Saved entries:
//! Cell-to-cell adjacency derived from owner/neighbour arrays.

use rayon::prelude::*;
use tracing::debug;

use crate::types::PolyMesh;

/// Per-cell sorted neighbour lists with the connecting internal faces.
///
/// For every cell, `neighbours(c)` is sorted ascending and keeps duplicates;
/// `faces(c)[i]` is the internal face that links `c` to `neighbours(c)[i]`.
/// Entries with the same neighbour are ordered by face id, so the structure
/// is fully deterministic.
#[derive(Debug, Clone, Default)]
pub struct CellAdjacency {
    neighbours: Vec<Vec<usize>>,
    faces: Vec<Vec<usize>>,
}

impl CellAdjacency {
    /// Build from owner/neighbour arrays.
    ///
    /// Only the first `neighbour.len()` entries of `owner` are used. The cell
    /// count grows past `cell_count` if a face references a larger id.
    pub fn build(owner: &[usize], neighbour: &[usize], cell_count: usize) -> Self {
        let n_cells = owner[..neighbour.len().min(owner.len())]
            .iter()
            .chain(neighbour)
            .map(|&c| c + 1)
            .max()
            .unwrap_or(0)
            .max(cell_count);

        let mut links: Vec<Vec<(usize, usize)>> = vec![Vec::new(); n_cells];
        for (face, (&o, &n)) in owner.iter().zip(neighbour).enumerate() {
            links[o].push((n, face));
            links[n].push((o, face));
        }

        links.par_iter_mut().for_each(|l| l.sort_unstable());

        let (neighbours, faces): (Vec<Vec<usize>>, Vec<Vec<usize>>) = links
            .into_par_iter()
            .map(|l| -> (Vec<usize>, Vec<usize>) { l.into_iter().unzip() })
            .unzip();

        debug!(
            cells = n_cells,
            internal_faces = neighbour.len(),
            "Built cell adjacency"
        );

        Self { neighbours, faces }
    }

    /// Build from a finalized mesh.
    pub fn from_mesh(mesh: &PolyMesh) -> Self {
        Self::build(&mesh.owner, &mesh.neighbour, mesh.cell_count)
    }

    /// Number of cells indexed.
    #[inline]
    pub fn cell_count(&self) -> usize {
        self.neighbours.len()
    }

    /// Sorted neighbour ids of `cell`, duplicates retained.
    #[inline]
    pub fn neighbours(&self, cell: usize) -> &[usize] {
        self.neighbours.get(cell).map(Vec::as_slice).unwrap_or(&[])
    }

    /// Internal faces of `cell`, parallel to [`neighbours`](Self::neighbours).
    #[inline]
    pub fn faces(&self, cell: usize) -> &[usize] {
        self.faces.get(cell).map(Vec::as_slice).unwrap_or(&[])
    }

    /// Number of internal faces touching `cell`.
    #[inline]
    pub fn degree(&self, cell: usize) -> usize {
        self.neighbours(cell).len()
    }

    /// All internal faces connecting cells `a` and `b`, ascending.
    pub fn faces_between(&self, a: usize, b: usize) -> &[usize] {
        let nbrs = self.neighbours(a);
        let lo = nbrs.partition_point(|&n| n < b);
        let hi = nbrs.partition_point(|&n| n <= b);
        &self.faces(a)[lo..hi]
    }

    /// Iterate over `(cell, neighbours)` for every cell.
    pub fn iter(&self) -> impl Iterator<Item = (usize, &[usize])> {
        self.neighbours.iter().map(Vec::as_slice).enumerate()
    }

    pub(crate) fn par_neighbour_lists(&self) -> impl IndexedParallelIterator<Item = &Vec<usize>> {
        self.neighbours.par_iter()
    }
}

#[cfg(test)]
mod tests {
    use super::*;

    #[test]
    fn test_neighbours_sorted_with_duplicates() {
        // Cell 0 touches 2, then 1 twice.
        let owner = [0, 0, 0, 1];
        let neighbour = [2, 1, 1, 2];
        let adj = CellAdjacency::build(&owner, &neighbour, 3);

        assert_eq!(adj.cell_count(), 3);
        assert_eq!(adj.neighbours(0), &[1, 1, 2]);
        assert_eq!(adj.faces(0), &[1, 2, 0]);
        assert_eq!(adj.neighbours(1), &[0, 0, 2]);
        assert_eq!(adj.faces(1), &[1, 2, 3]);
        assert_eq!(adj.neighbours(2), &[0, 1]);
        assert_eq!(adj.degree(2), 2);
    }

    #[test]
    fn test_faces_between() {
        let owner = [0, 0, 0, 1];
        let neighbour = [2, 1, 1, 2];
        let adj = CellAdjacency::build(&owner, &neighbour, 3);

        assert_eq!(adj.faces_between(0, 1), &[1, 2]);
        assert_eq!(adj.faces_between(1, 0), &[1, 2]);
        assert_eq!(adj.faces_between(0, 2), &[0]);
        assert!(adj.faces_between(2, 2).is_empty());
        assert!(adj.faces_between(9, 0).is_empty());
    }

    #[test]
    fn test_boundary_owners_ignored() {
        // Faces 1 and 2 are boundary faces owned by cell 5.
        let owner = [0, 5, 5];
        let neighbour = [1];
        let adj = CellAdjacency::build(&owner, &neighbour, 0);
        assert_eq!(adj.cell_count(), 2);
        assert!(adj.neighbours(5).is_empty());
    }

    #[test]
    fn test_cell_count_grows_to_fit() {
        let adj = CellAdjacency::build(&[0], &[4], 2);
        assert_eq!(adj.cell_count(), 5);
        assert_eq!(adj.neighbours(4), &[0]);
        assert!(adj.neighbours(2).is_empty());
    }
}
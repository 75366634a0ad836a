//! Subcommand implementations.

pub mod check;
pub mod convert;
pub mod info;
pub mod mirror;
pub mod repair;
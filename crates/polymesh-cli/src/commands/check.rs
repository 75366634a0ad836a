//! polymesh check command - check a finalized mesh for topology problems.

use std::path::Path;

use anyhow::{Context, Result};
use colored::Colorize;
use polymesh::PolyMesh;
use serde::Serialize;

use crate::{Cli, OutputFormat, output};

#[derive(Serialize)]
struct CheckResult {
    path: String,
    valid: bool,
    issues: Vec<IssueInfo>,
}

#[derive(Serialize)]
struct IssueInfo {
    category: String,
    message: String,
    severity: String,
}

fn issue(category: &str, message: String, severity: &str) -> IssueInfo {
    IssueInfo {
        category: category.to_string(),
        message,
        severity: severity.to_string(),
    }
}

pub fn run(input: &Path, cli: &Cli) -> Result<()> {
    let mesh =
        PolyMesh::load(input).with_context(|| format!("Failed to load mesh from {:?}", input))?;

    let report = mesh.validate();
    let mut issues = Vec::new();

    if report.owner_length_mismatch {
        issues.push(issue(
            "arrays",
            "Owner or neighbour array length does not match the faces".to_string(),
            "error",
        ));
    }
    if report.out_of_range_cells > 0 {
        issues.push(issue(
            "arrays",
            format!(
                "{} owner/neighbour entries name a cell outside [0, {})",
                report.out_of_range_cells, report.cell_count
            ),
            "error",
        ));
    }
    if report.upper_triangular_violations > 0 {
        issues.push(issue(
            "ordering",
            format!(
                "{} internal faces have owner >= neighbour",
                report.upper_triangular_violations
            ),
            "error",
        ));
    }
    if report.multiply_connected_pairs > 0 {
        issues.push(issue(
            "topology",
            format!(
                "{} cell pairs share more than one face",
                report.multiply_connected_pairs
            ),
            "error",
        ));
    }
    if report.uncovered_boundary_faces > 0 {
        issues.push(issue(
            "boundary",
            format!(
                "{} boundary faces belong to no patch",
                report.uncovered_boundary_faces
            ),
            "warning",
        ));
    }
    if let Some(msg) = &report.boundary_contiguity {
        issues.push(issue("boundary", msg.clone(), "warning"));
    }

    let result = CheckResult {
        path: input.display().to_string(),
        valid: report.is_valid(),
        issues,
    };

    match cli.format {
        OutputFormat::Json => {
            output::print(&result, cli.format, cli.quiet);
        }
        OutputFormat::Text => {
            if !cli.quiet {
                println!("{}", "Topology Check".bold().underline());
                println!("  {}: {}", "File".cyan(), input.display());

                if result.valid {
                    println!("  {}: {}", "Status".cyan(), "Valid".green().bold());
                } else {
                    println!("  {}: {}", "Status".cyan(), "Issues found".red().bold());
                }

                if !result.issues.is_empty() {
                    println!("\n{}", "Issues:".bold());
                    for issue in &result.issues {
                        let icon = match issue.severity.as_str() {
                            "error" => "✗".red(),
                            "warning" => "⚠".yellow(),
                            _ => "ℹ".blue(),
                        };
                        println!("  {} [{}] {}", icon, issue.category, issue.message);
                    }
                }
            }
        }
    }

    if !result.valid {
        std::process::exit(1);
    }

    Ok(())
}
//! polymesh mirror command - remove the seam of a mirrored mesh.

use std::path::Path;

use anyhow::{Context, Result, bail};
use colored::Colorize;
use nalgebra::{Point3, Vector3};
use polymesh::{MirrorCleanupParams, PolyMesh};
use serde::Serialize;

use crate::{Cli, OutputFormat, output};

#[derive(Serialize)]
struct MirrorResult {
    input: String,
    output: String,
    input_cells: usize,
    output_cells: usize,
    input_faces: usize,
    output_faces: usize,
    seam_faces_removed: usize,
    interior_faces_removed: usize,
    cells_merged: usize,
    faces_merged: usize,
}

fn triple(name: &str, values: &[f64]) -> Result<[f64; 3]> {
    match values {
        &[x, y, z] => Ok([x, y, z]),
        _ => bail!("--{} expects three comma-separated values, got {}", name, values.len()),
    }
}

pub fn run(
    input: &Path,
    output_path: &Path,
    point: &[f64],
    normal: &[f64],
    tolerance: f64,
    cli: &Cli,
) -> Result<()> {
    let [px, py, pz] = triple("point", point)?;
    let [nx, ny, nz] = triple("normal", normal)?;
    let params = MirrorCleanupParams {
        point: Point3::new(px, py, pz),
        normal: Vector3::new(nx, ny, nz),
        tolerance,
    };

    let mut mesh =
        PolyMesh::load(input).with_context(|| format!("Failed to load mesh from {:?}", input))?;
    let (input_cells, input_faces) = (mesh.cell_count, mesh.face_count());

    let cleanup = mesh
        .clean_up_mirrored(&params)
        .with_context(|| "Mirror cleanup failed")?;

    mesh.save(output_path)
        .with_context(|| format!("Failed to save mesh to {:?}", output_path))?;

    let result = MirrorResult {
        input: input.display().to_string(),
        output: output_path.display().to_string(),
        input_cells,
        output_cells: mesh.cell_count,
        input_faces,
        output_faces: mesh.face_count(),
        seam_faces_removed: cleanup.seam_faces_removed,
        interior_faces_removed: cleanup.interior_faces_removed,
        cells_merged: cleanup.cells_merged,
        faces_merged: cleanup.repair.removed_face_count,
    };

    match cli.format {
        OutputFormat::Json => {
            output::print(&result, cli.format, cli.quiet);
        }
        OutputFormat::Text => {
            if !cli.quiet {
                if result.seam_faces_removed == 0 {
                    output::warning("no internal faces found on the mirror plane", cli.quiet);
                }
                output::success(
                    &format!("Cleaned mesh saved to {}", output_path.display()),
                    cli.format,
                    cli.quiet,
                );
                println!(
                    "  {}: {} → {}",
                    "Cells".cyan(),
                    result.input_cells,
                    result.output_cells
                );
                println!(
                    "  {}: {} → {}",
                    "Faces".cyan(),
                    result.input_faces,
                    result.output_faces
                );
                println!(
                    "  {}: {} seam, {} interior, {} merged",
                    "Removed".green(),
                    result.seam_faces_removed,
                    result.interior_faces_removed,
                    result.faces_merged
                );
            }
        }
    }

    Ok(())
}
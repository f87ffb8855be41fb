use serde::{Deserialize, Serialize, de::DeserializeOwned};

use crate::error::{Error, Result};

/// Envelope of every OneBot v11 HTTP response.
#[derive(Debug, Clone, Deserialize)]
pub struct ApiResponse {
    #[serde(default)]
    pub status: String,
    #[serde(default)]
    pub retcode: i64,
    #[serde(default)]
    pub data: serde_json::Value,
    #[serde(default)]
    pub message: Option<String>,
    #[serde(default)]
    pub wording: Option<String>,
}

impl ApiResponse {
    pub fn from_value(value: serde_json::Value) -> Result<Self> {
        Ok(serde_json::from_value(value)?)
    }

    pub fn is_ok(&self) -> bool {
        self.status == "ok" && self.retcode == 0
    }

    pub fn ensure_ok(&self, action: &str) -> Result<()> {
        if self.is_ok() {
            Ok(())
        } else {
            Err(Error::Api {
                action: action.to_string(),
                status: self.status.clone(),
                retcode: self.retcode,
            })
        }
    }

    pub fn data_as<T: DeserializeOwned>(&self) -> Result<T> {
        Ok(serde_json::from_value(self.data.clone())?)
    }

    pub fn data_as_checked<T: DeserializeOwned>(&self, action: &str) -> Result<T> {
        self.ensure_ok(action)?;
        self.data_as()
    }
}

#[derive(Debug, Clone, Deserialize)]
pub struct LoginInfo {
    pub user_id: i64,
    pub nickname: String,
}

#[derive(Debug, Clone, Deserialize)]
pub struct FriendInfo {
    pub user_id: i64,
    pub nickname: String,
    #[serde(default)]
    pub remark: Option<String>,
}

#[derive(Debug, Clone, Deserialize)]
pub struct GroupInfo {
    pub group_id: i64,
    pub group_name: String,
    pub member_count: Option<i32>,
    pub max_member_count: Option<i32>,
}

#[derive(Debug, Clone, Deserialize)]
pub struct GroupMemberInfo {
    pub group_id: Option<i64>,
    pub user_id: i64,
    pub nickname: String,
    pub card: Option<String>,
    pub role: Option<String>,
}

/// One entry of a merged forward message.
#[derive(Debug, Clone, PartialEq, Serialize)]
#[serde(tag = "type", content = "data")]
pub enum ForwardNode {
    #[serde(rename = "node")]
    Node {
        name: String,
        uin: String,
        content: String,
    },
}

impl ForwardNode {
    /// Node posted under the bot's own identity.
    pub fn from_bot(login: &LoginInfo, content: impl Into<String>) -> Self {
        ForwardNode::Node {
            name: login.nickname.clone(),
            uin: login.user_id.to_string(),
            content: content.into(),
        }
    }
}

#[cfg(test)]
mod tests {
    use serde_json::json;

    use super::*;

    #[test]
    fn api_response_check_ok_and_decode() {
        let resp = ApiResponse::from_value(json!({
            "status": "ok",
            "retcode": 0,
            "data": { "user_id": 1, "nickname": "bot" },
        }))
        .unwrap();

        let data: LoginInfo = resp.data_as_checked("get_login_info").unwrap();
        assert_eq!(data.user_id, 1);
        assert_eq!(data.nickname, "bot");
    }

    #[test]
    fn api_response_check_err() {
        let resp = ApiResponse::from_value(json!({
            "status": "failed",
            "retcode": 1400,
            "data": null,
        }))
        .unwrap();

        let err = resp.ensure_ok("get_friend_list").unwrap_err();
        assert!(err.to_string().contains("get_friend_list"));
        assert!(err.to_string().contains("1400"));
    }

    #[test]
    fn forward_node_wire_shape() {
        let login = LoginInfo {
            user_id: 42,
            nickname: "bot".into(),
        };
        let node = ForwardNode::from_bot(&login, "hi");
        assert_eq!(
            serde_json::to_value(node).unwrap(),
            json!({ "type": "node", "data": { "name": "bot", "uin": "42", "content": "hi" } })
        );
    }
}
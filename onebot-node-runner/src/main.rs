//! OneBot Node Runner
//!
//! This binary serves the OneBot node to a workflow host:
//! - Loads `[onebot]` credentials from `config.toml` (and `config.local.toml`)
//! - Reads JSON-RPC requests line by line from stdin
//! - Writes responses to stdout; logs go to stderr

mod config;
mod server;

use std::sync::Arc;

use anyhow::Result;
use onebot_node::driver::HttpApiClient;
use tracing::info;
use tracing_subscriber::EnvFilter;

use crate::server::NodeServer;

#[tokio::main]
async fn main() -> Result<()> {
    tracing_subscriber::fmt()
        .with_env_filter(
            EnvFilter::try_from_default_env().unwrap_or_else(|_| EnvFilter::new("info")),
        )
        .with_writer(std::io::stderr)
        .init();

    info!("Starting OneBot node...");

    let config = config::load(&std::env::current_dir()?)?;
    let client = HttpApiClient::new(&config)?;

    NodeServer::new(Arc::new(client))
        .serve(tokio::io::stdin(), tokio::io::stdout())
        .await?;

    info!("OneBot node stopped");
    Ok(())
}
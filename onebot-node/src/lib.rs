//! OneBot Node
//!
//! Exposes OneBot v11 HTTP API calls as actions for workflow automation hosts.

#![forbid(unsafe_code)]

pub mod core;
pub mod driver;
pub mod error;
pub mod onebot;
pub mod prelude;

pub use error::{Error, Result};
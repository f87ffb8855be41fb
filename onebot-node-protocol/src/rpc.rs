//! JSON-RPC message types

use serde::{Deserialize, Serialize};

/// JSON-RPC Request
#[derive(Debug, Clone, Serialize, Deserialize)]
pub struct RpcRequest {
    pub jsonrpc: String,
    pub method: String,
    #[serde(default)]
    pub params: serde_json::Value,
    pub id: u64,
}

impl RpcRequest {
    /// Create a new RPC request
    pub fn new(method: impl Into<String>, params: serde_json::Value, id: u64) -> Self {
        Self {
            jsonrpc: crate::JSONRPC_VERSION.to_string(),
            method: method.into(),
            params,
            id,
        }
    }
}

/// JSON-RPC Response
#[derive(Debug, Clone, Serialize, Deserialize)]
pub struct RpcResponse {
    pub jsonrpc: String,
    #[serde(skip_serializing_if = "Option::is_none")]
    pub result: Option<serde_json::Value>,
    #[serde(skip_serializing_if = "Option::is_none")]
    pub error: Option<RpcError>,
    /// `None` only when the request id could not be read.
    pub id: Option<u64>,
}

impl RpcResponse {
    /// Create a success response
    pub fn success(result: serde_json::Value, id: u64) -> Self {
        Self {
            jsonrpc: crate::JSONRPC_VERSION.to_string(),
            result: Some(result),
            error: None,
            id: Some(id),
        }
    }

    /// Create an error response
    pub fn error(error: RpcError, id: Option<u64>) -> Self {
        Self {
            jsonrpc: crate::JSONRPC_VERSION.to_string(),
            result: None,
            error: Some(error),
            id,
        }
    }
}

/// JSON-RPC Error
#[derive(Debug, Clone, Serialize, Deserialize)]
pub struct RpcError {
    pub code: i32,
    pub message: String,
    #[serde(skip_serializing_if = "Option::is_none")]
    pub data: Option<serde_json::Value>,
}

impl RpcError {
    pub fn new(code: i32, message: impl Into<String>) -> Self {
        Self {
            code,
            message: message.into(),
            data: None,
        }
    }

    pub fn with_data(mut self, data: serde_json::Value) -> Self {
        self.data = Some(data);
        self
    }

    /// Standard error: Parse error
    pub fn parse_error() -> Self {
        Self::new(-32700, "Parse error")
    }

    /// Standard error: Invalid request
    pub fn invalid_request() -> Self {
        Self::new(-32600, "Invalid Request")
    }

    /// Standard error: Method not found
    pub fn method_not_found() -> Self {
        Self::new(-32601, "Method not found")
    }

    /// Standard error: Invalid params
    pub fn invalid_params(detail: impl Into<String>) -> Self {
        Self::new(-32602, format!("Invalid params: {}", detail.into()))
    }

    /// Standard error: Internal error
    pub fn internal_error() -> Self {
        Self::new(-32603, "Internal error")
    }

    /// Node error: the OneBot call or parameter resolution failed
    pub fn execution_error(message: impl Into<String>, item: Option<usize>) -> Self {
        let error = Self::new(-32000, message);
        match item {
            Some(item) => error.with_data(serde_json::json!({ "item": item })),
            None => error,
        }
    }
}

/// RPC Method names
pub mod methods {
    /// Get node metadata
    pub const METADATA: &str = "metadata";
    /// Run the node
    pub const EXECUTE: &str = "execute";
    /// Populate a dropdown
    pub const LOAD_OPTIONS: &str = "load_options";
    /// Check credentials
    pub const TEST_CREDENTIALS: &str = "test_credentials";
    /// Stop the node process
    pub const SHUTDOWN: &str = "shutdown";
}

Exercise directions:
The expected output is each line of the records above that includes the word "finalized".

Output:
    /// Build from a finalized mesh.
//! polymesh check command - check a finalized mesh for topology problems.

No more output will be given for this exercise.